=== Work request ===
Lines containing the string "selected": how many are there below? Answer with the number only.

Top of Records shown

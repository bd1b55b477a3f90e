//! Zip archives of skills for upload to Claude Desktop
//!
//! Each skill becomes `<output>/<folder>.zip` with every entry prefixed by the folder
//! name, and `manifest.json` lists what was packed.

use std::fs::{self, File};
use std::io::{BufWriter, Write};
use std::path::{Path, PathBuf};

use serde::{Deserialize, Serialize};
use walkdir::WalkDir;
use zip::CompressionMethod;
use zip::write::SimpleFileOptions;

use crate::error::{Result, SkillsError, file_read_failed, file_write_failed};
use crate::skill::Skill;

/// Name of the manifest written next to the archives
pub const MANIFEST_FILE: &str = "manifest.json";

/// One packed skill
#[derive(Debug, Clone, PartialEq, Eq, Serialize, Deserialize)]
pub struct ManifestEntry {
    pub name: String,
    pub folder: String,
    pub description: Option<String>,
    /// Archive file name, relative to the manifest
    pub zip: String,
}

#[derive(Debug, Clone, Default, PartialEq, Eq, Serialize, Deserialize)]
pub struct Manifest {
    pub skills: Vec<ManifestEntry>,
}

fn pack_failed(path: &Path, reason: impl ToString) -> SkillsError {
    SkillsError::PackFailed {
        path: path.display().to_string(),
        reason: reason.to_string(),
    }
}

/// Archive `skill` into `output_dir/<folder>.zip`, replacing an older archive.
pub fn pack_skill(skill: &Skill, output_dir: &Path) -> Result<ManifestEntry> {
    fs::create_dir_all(output_dir).map_err(|e| file_write_failed(output_dir, e))?;

    let zip_name = format!("{}.zip", skill.folder_name);
    let zip_path = output_dir.join(&zip_name);
    let file = File::create(&zip_path).map_err(|e| file_write_failed(&zip_path, e))?;

    let mut writer = zip::ZipWriter::new(BufWriter::new(file));
    let options = SimpleFileOptions::default().compression_method(CompressionMethod::Deflated);

    for entry in WalkDir::new(&skill.path).sort_by_file_name() {
        let entry = entry?;
        if !entry.file_type().is_file() {
            continue;
        }
        let relative = entry
            .path()
            .strip_prefix(&skill.path)
            .map_err(|e| pack_failed(entry.path(), e))?;
        let name = entry_name(&skill.folder_name, relative);

        let bytes = fs::read(entry.path()).map_err(|e| file_read_failed(entry.path(), e))?;
        writer.start_file(name, options)?;
        writer.write_all(&bytes).map_err(|e| pack_failed(&zip_path, e))?;
    }

    let mut inner = writer.finish()?;
    inner.flush().map_err(|e| pack_failed(&zip_path, e))?;

    Ok(ManifestEntry {
        name: skill.display_name().to_string(),
        folder: skill.folder_name.clone(),
        description: skill.description.clone(),
        zip: zip_name,
    })
}

/// `folder/a/b.txt` with forward slashes on every platform
fn entry_name(folder: &str, relative: &Path) -> String {
    std::iter::once(folder.to_string())
        .chain(
            relative
                .components()
                .map(|c| c.as_os_str().to_string_lossy().into_owned()),
        )
        .collect::<Vec<_>>()
        .join("/")
}

/// Write `manifest` as `output_dir/manifest.json` and return its path.
pub fn write_manifest(output_dir: &Path, manifest: &Manifest) -> Result<PathBuf> {
    let path = output_dir.join(MANIFEST_FILE);
    let json = serde_json::to_string_pretty(manifest)?;
    fs::write(&path, json).map_err(|e| file_write_failed(&path, e))?;
    Ok(path)
}

#[cfg(test)]
mod tests {
    use super::*;
    use std::io::Read;
    use tempfile::TempDir;

    fn make_skill(root: &Path) -> Skill {
        let dir = root.join("pdf");
        fs::create_dir_all(dir.join("scripts")).unwrap();
        fs::write(
            dir.join("SKILL.md"),
            "---\nname: PDF\ndescription: PDF tools\n---\nUse it\n",
        )
        .unwrap();
        fs::write(dir.join("scripts/run.py"), "print('hi')\n").unwrap();
        Skill::from_dir(&dir).unwrap()
    }

    #[test]
    fn test_pack_prefixes_entries_with_folder() {
        let temp = TempDir::new().unwrap();
        let skill = make_skill(temp.path());
        let out = temp.path().join("dist");

        let entry = pack_skill(&skill, &out).unwrap();
        assert_eq!(entry.zip, "pdf.zip");
        assert_eq!(entry.name, "PDF");

        let mut archive = zip::ZipArchive::new(File::open(out.join("pdf.zip")).unwrap()).unwrap();
        let mut names: Vec<String> = archive.file_names().map(ToString::to_string).collect();
        names.sort();
        assert_eq!(names, vec!["pdf/SKILL.md", "pdf/scripts/run.py"]);

        let mut content = String::new();
        archive
            .by_name("pdf/scripts/run.py")
            .unwrap()
            .read_to_string(&mut content)
            .unwrap();
        assert_eq!(content, "print('hi')\n");
    }

    #[test]
    fn test_manifest_shape() {
        let temp = TempDir::new().unwrap();
        let skill = make_skill(temp.path());
        let out = temp.path().join("dist");
        let manifest = Manifest {
            skills: vec![pack_skill(&skill, &out).unwrap()],
        };

        let path = write_manifest(&out, &manifest).unwrap();

        let value: serde_json::Value = serde_json::from_str(&fs::read_to_string(path).unwrap()).unwrap();
        let first = &value["skills"][0];
        assert_eq!(first["name"], "PDF");
        assert_eq!(first["folder"], "pdf");
        assert_eq!(first["description"], "PDF tools");
        assert_eq!(first["zip"], "pdf.zip");
    }

    #[test]
    fn test_entry_name() {
        assert_eq!(entry_name("pdf", Path::new("a/b.txt")), "pdf/a/b.txt");
        assert_eq!(entry_name("pdf", Path::new("SKILL.md")), "pdf/SKILL.md");
    }
}
//! Command helper utilities
//!
//! The steps shared by commands that read a repository: resolve the reference,
//! fetch it (or use a local directory in place), locate skills and narrow them
//! down to the user's selection.

use std::path::Path;

use crate::common::string_utils::split_names;
use crate::error::{Result, SkillsError};
use crate::git::fetch::resolve_branch;
use crate::git::{FetchedTree, RepoLocator, Vcs, fetch};
use crate::skill::{Located, Skill, locate};
use crate::ui::Printer;
use crate::ui::progress::Spinner;
use crate::ui::select::{LineReader, interactive_select};

/// A repository reference and the tree it was checked out to.
#[derive(Debug)]
pub struct Source {
    pub locator: RepoLocator,
    pub tree: FetchedTree,
}

/// Resolve `reference` and materialize it.
///
/// An existing local directory is used in place without asking git anything.
pub fn open_source(
    vcs: &dyn Vcs,
    reference: &str,
    branch: Option<&str>,
    printer: &Printer,
) -> Result<Source> {
    let local = Path::new(reference);
    if local.is_dir() {
        printer.debug(format!("Using local directory {}", local.display()));
        let mut locator = RepoLocator::resolve(reference);
        if let Some(branch) = branch {
            locator = locator.with_branch(branch);
        }
        return Ok(Source {
            locator,
            tree: FetchedTree::local(local),
        });
    }

    let spinner = Spinner::start(format!("Resolving {reference}"));
    let locator = resolve_branch(vcs, RepoLocator::resolve(reference), branch)?;
    printer.debug(format!(
        "Host: {}, clone URL: {}, branch: {}, subdirectory: {}",
        locator.host.as_deref().unwrap_or("-"),
        locator.clone_url,
        locator.branch(),
        locator.subdir.as_deref().unwrap_or("-")
    ));

    spinner.set_message(format!("Fetching {} ({})", locator.clone_url, locator.branch()));
    let tree = fetch(vcs, &locator)?;
    drop(spinner);

    printer.debug(format!("Checked out to {}", tree.repo_dir().display()));
    Ok(Source { locator, tree })
}

/// Locate skills in `source`, reporting where they were found.
pub fn locate_skills(source: &Source, printer: &Printer) -> Located {
    let located = locate(source.tree.root());
    if located.scattered {
        printer.debug(format!(
            "Skills found in several directories under {}",
            located.root.display()
        ));
    } else if !located.skills.is_empty() {
        printer.debug(format!("Skills root: {}", located.root.display()));
    }
    located
}

/// Narrow `skills` to the comma-separated `names`, to all of them, or to what the
/// user picks interactively, in that order of precedence.
///
/// Names match folder or display name case-insensitively. Each skill appears at most
/// once. Naming only unknown skills is an error.
pub fn select_skills(
    skills: &[Skill],
    names: Option<&str>,
    all: bool,
    reader: &mut dyn LineReader,
    printer: &Printer,
) -> Result<Vec<Skill>> {
    if let Some(names) = names {
        let requested = split_names(names);
        let selected: Vec<Skill> = skills
            .iter()
            .filter(|s| requested.iter().any(|name| s.matches(name)))
            .cloned()
            .collect();

        if selected.is_empty() {
            return Err(SkillsError::NoMatchingSkills {
                requested: requested.join(", "),
                available: skills
                    .iter()
                    .map(|s| s.folder_name.as_str())
                    .collect::<Vec<_>>()
                    .join(", "),
            });
        }

        for name in requested.iter().filter(|n| !selected.iter().any(|s| s.matches(n))) {
            printer.warning(format!("Skill not found: {name}"));
        }
        return Ok(selected);
    }

    if all {
        return Ok(skills.to_vec());
    }

    Ok(interactive_select(skills, reader, printer))
}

Bottom of Records shown

=== Completed task ===
4